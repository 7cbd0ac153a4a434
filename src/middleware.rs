//! Tower middleware that runs admission before the wrapped service.
//!
//! The layer knows nothing about the transport: a caller-supplied extractor turns each
//! request into [`RequestAttributes`], and a denial comes back as
//! [`AdmissionError::RateLimited`] for the transport to map to `429` with `Retry-After`.

use crate::controller::AdmissionController;
use crate::error::AdmissionError;
use crate::resolver::RequestAttributes;
use crate::telemetry::TelemetrySink;
use std::fmt;
use std::future::Future;
use std::pin::Pin;
use std::sync::Arc;
use std::task::{Context, Poll};
use std::time::Duration;
use tower_layer::Layer;
use tower_service::Service;

/// `Retry-After` suggested on denial unless overridden.
pub const DEFAULT_RETRY_AFTER: Duration = Duration::from_secs(60);

/// A layer that admits requests through an [`AdmissionController`].
pub struct AdmissionLayer<S, F> {
    controller: Arc<AdmissionController<S>>,
    extractor: Arc<F>,
    retry_after: Duration,
}

impl<S, F> Clone for AdmissionLayer<S, F> {
    fn clone(&self) -> Self {
        Self {
            controller: self.controller.clone(),
            extractor: self.extractor.clone(),
            retry_after: self.retry_after,
        }
    }
}

impl<S: fmt::Debug, F> fmt::Debug for AdmissionLayer<S, F> {
    fn fmt(&self, f: &mut fmt::Formatter<'_>) -> fmt::Result {
        f.debug_struct("AdmissionLayer")
            .field("controller", &self.controller)
            .field("retry_after", &self.retry_after)
            .finish_non_exhaustive()
    }
}

impl<S, F> AdmissionLayer<S, F> {
    /// `extractor` maps each request to the attributes its key is derived from.
    pub fn new(controller: AdmissionController<S>, extractor: F) -> Self {
        Self {
            controller: Arc::new(controller),
            extractor: Arc::new(extractor),
            retry_after: DEFAULT_RETRY_AFTER,
        }
    }

    pub fn with_retry_after(mut self, retry_after: Duration) -> Self {
        self.retry_after = retry_after;
        self
    }
}

impl<Inner, S, F> Layer<Inner> for AdmissionLayer<S, F> {
    type Service = AdmissionService<Inner, S, F>;

    fn layer(&self, inner: Inner) -> Self::Service {
        AdmissionService {
            inner,
            controller: self.controller.clone(),
            extractor: self.extractor.clone(),
            retry_after: self.retry_after,
        }
    }
}

/// Middleware service produced by [`AdmissionLayer`].
pub struct AdmissionService<Inner, S, F> {
    inner: Inner,
    controller: Arc<AdmissionController<S>>,
    extractor: Arc<F>,
    retry_after: Duration,
}

impl<Inner: Clone, S, F> Clone for AdmissionService<Inner, S, F> {
    fn clone(&self) -> Self {
        Self {
            inner: self.inner.clone(),
            controller: self.controller.clone(),
            extractor: self.extractor.clone(),
            retry_after: self.retry_after,
        }
    }
}

impl<Inner: fmt::Debug, S: fmt::Debug, F> fmt::Debug for AdmissionService<Inner, S, F> {
    fn fmt(&self, f: &mut fmt::Formatter<'_>) -> fmt::Result {
        f.debug_struct("AdmissionService")
            .field("inner", &self.inner)
            .field("controller", &self.controller)
            .field("retry_after", &self.retry_after)
            .finish_non_exhaustive()
    }
}

impl<Inner, S, F, Req> Service<Req> for AdmissionService<Inner, S, F>
where
    Inner: Service<Req> + Clone + Send + 'static,
    Inner::Future: Send + 'static,
    Inner::Response: Send + 'static,
    Inner::Error: Send + 'static,
    S: TelemetrySink,
    F: Fn(&Req) -> RequestAttributes + Send + Sync + 'static,
    Req: Send + 'static,
{
    type Response = Inner::Response;
    type Error = AdmissionError<Inner::Error>;
    type Future = Pin<Box<dyn Future<Output = Result<Self::Response, Self::Error>> + Send>>;

    fn poll_ready(&mut self, cx: &mut Context<'_>) -> Poll<Result<(), Self::Error>> {
        self.inner.poll_ready(cx).map_err(AdmissionError::Inner)
    }

    fn call(&mut self, req: Req) -> Self::Future {
        let attrs = (self.extractor)(&req);
        let controller = self.controller.clone();
        let retry_after = self.retry_after;
        // Take the service that was driven to readiness; leave a fresh clone behind.
        let clone = self.inner.clone();
        let mut inner = std::mem::replace(&mut self.inner, clone);

        Box::pin(async move {
            let admission = controller.evaluate_now(&attrs).await;
            if admission.allowed {
                inner.call(req).await.map_err(AdmissionError::Inner)
            } else {
                tracing::debug!(key = %admission.key, ?retry_after, "rejecting request");
                Err(AdmissionError::RateLimited { key: admission.key, retry_after })
            }
        })
    }
}

#[cfg(test)]
mod tests {
    use super::*;
    use crate::bucket::BucketConfig;
    use crate::resolver::{LimitResolver, RouteTable};
    use crate::remote::{InMemoryTokenBucketStore, RemoteBucket};
    use std::convert::Infallible;
    use std::sync::atomic::{AtomicUsize, Ordering};
    use tower::{service_fn, ServiceBuilder, ServiceExt};

    #[derive(Debug)]
    struct Request {
        path: &'static str,
        user: Option<&'static str>,
    }

    fn attrs(req: &Request) -> RequestAttributes {
        let attrs = RequestAttributes::new(req.path);
        match req.user {
            Some(user) => attrs.with_user_id(user),
            None => attrs,
        }
    }

    fn controller(capacity: u32) -> AdmissionController {
        AdmissionController::builder(RemoteBucket::new(InMemoryTokenBucketStore::new()))
            .resolver(LimitResolver::default().with_routes(RouteTable::new(
                BucketConfig::new(capacity, 1, 60_000, 0).unwrap(),
            )))
            .build()
    }

    #[tokio::test]
    async fn denied_requests_never_reach_the_handler() {
        let hits = Arc::new(AtomicUsize::new(0));
        let counter = hits.clone();
        let handler = service_fn(move |req: Request| {
            let counter = counter.clone();
            async move {
                counter.fetch_add(1, Ordering::SeqCst);
                Ok::<_, Infallible>(req.path)
            }
        });
        let svc = ServiceBuilder::new()
            .layer(AdmissionLayer::new(controller(2), attrs).with_retry_after(Duration::from_secs(5)))
            .service(handler);

        for _ in 0..2 {
            let out = svc.clone().oneshot(Request { path: "/ping", user: Some("u1") }).await;
            assert_eq!(out.unwrap(), "/ping");
        }
        let err = svc.clone().oneshot(Request { path: "/ping", user: Some("u1") }).await.unwrap_err();
        assert!(err.is_rate_limited());
        assert_eq!(err.retry_after(), Some(Duration::from_secs(5)));
        assert!(err.to_string().contains("rate:user:u1:/ping"));
        assert_eq!(hits.load(Ordering::SeqCst), 2);

        let other_user = svc.oneshot(Request { path: "/ping", user: Some("u2") }).await;
        assert!(other_user.is_ok(), "budgets are per key");
    }

    #[tokio::test]
    async fn inner_errors_pass_through() {
        let handler = service_fn(|_req: Request| async {
            Err::<(), _>(std::io::Error::new(std::io::ErrorKind::Other, "boom"))
        });
        let layer = AdmissionLayer::new(controller(5), attrs);
        assert_eq!(layer.retry_after, DEFAULT_RETRY_AFTER);
        let svc = layer.layer(handler);
        let err = svc.oneshot(Request { path: "/x", user: None }).await.unwrap_err();
        assert!(!err.is_rate_limited());
        assert_eq!(err.into_inner().map(|e| e.to_string()), Some("boom".to_string()));
    }
}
-*-*-
- **What to produce**
Write out all the entries exactly.

- **Response**
repository 7cbd0ac153a4a434
filename src/middleware.rs
//! Tower middleware that runs admission before the wrapped service.
//!
//! The layer knows nothing about the transport: a caller-supplied extractor turns each
//! request into [`RequestAttributes`], and a denial comes back as
//! [`AdmissionError::RateLimited`] for the transport to map to `429` with `Retry-After`.

use crate::controller::AdmissionController;
use crate::error::AdmissionError;
use crate::resolver::RequestAttributes;
use crate::telemetry::TelemetrySink;
use std::fmt;
use std::future::Future;
use std::pin::Pin;
use std::sync::Arc;
use std::task::{Context, Poll};
use std::time::Duration;
use tower_layer::Layer;
use tower_service::Service;

/// `Retry-After` suggested on denial unless overridden.
pub const DEFAULT_RETRY_AFTER: Duration = Duration::from_secs(60);

/// A layer that admits requests through an [`AdmissionController`].
pub struct AdmissionLayer<S, F> {
    controller: Arc<AdmissionController<S>>,
    extractor: Arc<F>,
    retry_after: Duration,
}

impl<S, F> Clone for AdmissionLayer<S, F> {
    fn clone(&self) -> Self {
        Self {
            controller: self.controller.clone(),
            extractor: self.extractor.clone(),
            retry_after: self.retry_after,
        }
    }
}

impl<S: fmt::Debug, F> fmt::Debug for AdmissionLayer<S, F> {
    fn fmt(&self, f: &mut fmt::Formatter<'_>) -> fmt::Result {
        f.debug_struct("AdmissionLayer")
            .field("controller", &self.controller)
            .field("retry_after", &self.retry_after)
            .finish_non_exhaustive()
    }
}

impl<S, F> AdmissionLayer<S, F> {
    /// `extractor` maps each request to the attributes its key is derived from.
    pub fn new(controller: AdmissionController<S>, extractor: F) -> Self {
        Self {
            controller: Arc::new(controller),
            extractor: Arc::new(extractor),
            retry_after: DEFAULT_RETRY_AFTER,
        }
    }

    pub fn with_retry_after(mut self, retry_after: Duration) -> Self {
        self.retry_after = retry_after;
        self
    }
}

impl<Inner, S, F> Layer<Inner> for AdmissionLayer<S, F> {
    type Service = AdmissionService<Inner, S, F>;

    fn layer(&self, inner: Inner) -> Self::Service {
        AdmissionService {
            inner,
            controller: self.controller.clone(),
            extractor: self.extractor.clone(),
            retry_after: self.retry_after,
        }
    }
}

/// Middleware service produced by [`AdmissionLayer`].
pub struct AdmissionService<Inner, S, F> {
    inner: Inner,
    controller: Arc<AdmissionController<S>>,
    extractor: Arc<F>,
    retry_after: Duration,
}

impl<Inner: Clone, S, F> Clone for AdmissionService<Inner, S, F> {
    fn clone(&self) -> Self {
        Self {
            inner: self.inner.clone(),
            controller: self.controller.clone(),
            extractor: self.extractor.clone(),
            retry_after: self.retry_after,
        }
    }
}

impl<Inner: fmt::Debug, S: fmt::Debug, F> fmt::Debug for AdmissionService<Inner, S, F> {
    fn fmt(&self, f: &mut fmt::Formatter<'_>) -> fmt::Result {
        f.debug_struct("AdmissionService")
            .field("inner", &self.inner)
            .field("controller", &self.controller)
            .field("retry_after", &self.retry_after)
            .finish_non_exhaustive()
    }
}

impl<Inner, S, F, Req> Service<Req> for AdmissionService<Inner, S, F>
where
    Inner: Service<Req> + Clone + Send + 'static,
    Inner::Future: Send + 'static,
    Inner::Response: Send + 'static,
    Inner::Error: Send + 'static,
    S: TelemetrySink,
    F: Fn(&Req) -> RequestAttributes + Send + Sync + 'static,
    Req: Send + 'static,
{
    type Response = Inner::Response;
    type Error = AdmissionError<Inner::Error>;
    type Future = Pin<Box<dyn Future<Output = Result<Self::Response, Self::Error>> + Send>>;

    fn poll_ready(&mut self, cx: &mut Context<'_>) -> Poll<Result<(), Self::Error>> {
        self.inner.poll_ready(cx).map_err(AdmissionError::Inner)
    }

    fn call(&mut self, req: Req) -> Self::Future {
        let attrs = (self.extractor)(&req);
        let controller = self.controller.clone();
        let retry_after = self.retry_after;
        // Take the service that was driven to readiness; leave a fresh clone behind.
        let clone = self.inner.clone();
        let mut inner = std::mem::replace(&mut self.inner, clone);

        Box::pin(async move {
            let admission = controller.evaluate_now(&attrs).await;
            if admission.allowed {
                inner.call(req).await.map_err(AdmissionError::Inner)
            } else {
                tracing::debug!(key = %admission.key, ?retry_after, "rejecting request");
                Err(AdmissionError::RateLimited { key: admission.key, retry_after })
            }
        })
    }
}

#[cfg(test)]
mod tests {
    use super::*;
    use crate::bucket::BucketConfig;
    use crate::resolver::{LimitResolver, RouteTable};
    use crate::remote::{InMemoryTokenBucketStore, RemoteBucket};
    use std::convert::Infallible;
    use std::sync::atomic::{AtomicUsize, Ordering};
    use tower::{service_fn, ServiceBuilder, ServiceExt};

    #[derive(Debug)]
    struct Request {
        path: &'static str,
        user: Option<&'static str>,
    }

    fn attrs(req: &Request) -> RequestAttributes {
        let attrs = RequestAttributes::new(req.path);
        match req.user {
            Some(user) => attrs.with_user_id(user),
            None => attrs,
        }
    }

    fn controller(capacity: u32) -> AdmissionController {
        AdmissionController::builder(RemoteBucket::new(InMemoryTokenBucketStore::new()))
            .resolver(LimitResolver::default().with_routes(RouteTable::new(
                BucketConfig::new(capacity, 1, 60_000, 0).unwrap(),
            )))
            .build()
    }

    #[tokio::test]
    async fn denied_requests_never_reach_the_handler() {
        let hits = Arc::new(AtomicUsize::new(0));
        let counter = hits.clone();
        let handler = service_fn(move |req: Request| {
            let counter = counter.clone();
            async move {
                counter.fetch_add(1, Ordering::SeqCst);
                Ok::<_, Infallible>(req.path)
            }
        });
        let svc = ServiceBuilder::new()
            .layer(AdmissionLayer::new(controller(2), attrs).with_retry_after(Duration::from_secs(5)))
            .service(handler);

        for _ in 0..2 {
            let out = svc.clone().oneshot(Request { path: "/ping", user: Some("u1") }).await;
            assert_eq!(out.unwrap(), "/ping");
        }
        let err = svc.clone().oneshot(Request { path: "/ping", user: Some("u1") }).await.unwrap_err();
        assert!(err.is_rate_limited());
        assert_eq!(err.retry_after(), Some(Duration::from_secs(5)));
        assert!(err.to_string().contains("rate:user:u1:/ping"));
        assert_eq!(hits.load(Ordering::SeqCst), 2);

        let other_user = svc.oneshot(Request { path: "/ping", user: Some("u2") }).await;
        assert!(other_user.is_ok(), "budgets are per key");
    }

    #[tokio::test]
    async fn inner_errors_pass_through() {
        let handler = service_fn(|_req: Request| async {
            Err::<(), _>(std::io::Error::new(std::io::ErrorKind::Other, "boom"))
        });
        let layer = AdmissionLayer::new(controller(5), attrs);
        assert_eq!(layer.retry_after, DEFAULT_RETRY_AFTER);
        let svc = layer.layer(handler);
        let err = svc.oneshot(Request { path: "/x", user: None }).await.unwrap_err();
        assert!(!err.is_rate_limited());
        assert_eq!(err.into_inner().map(|e| e.to_string()), Some("boom".to_string()));
    }
}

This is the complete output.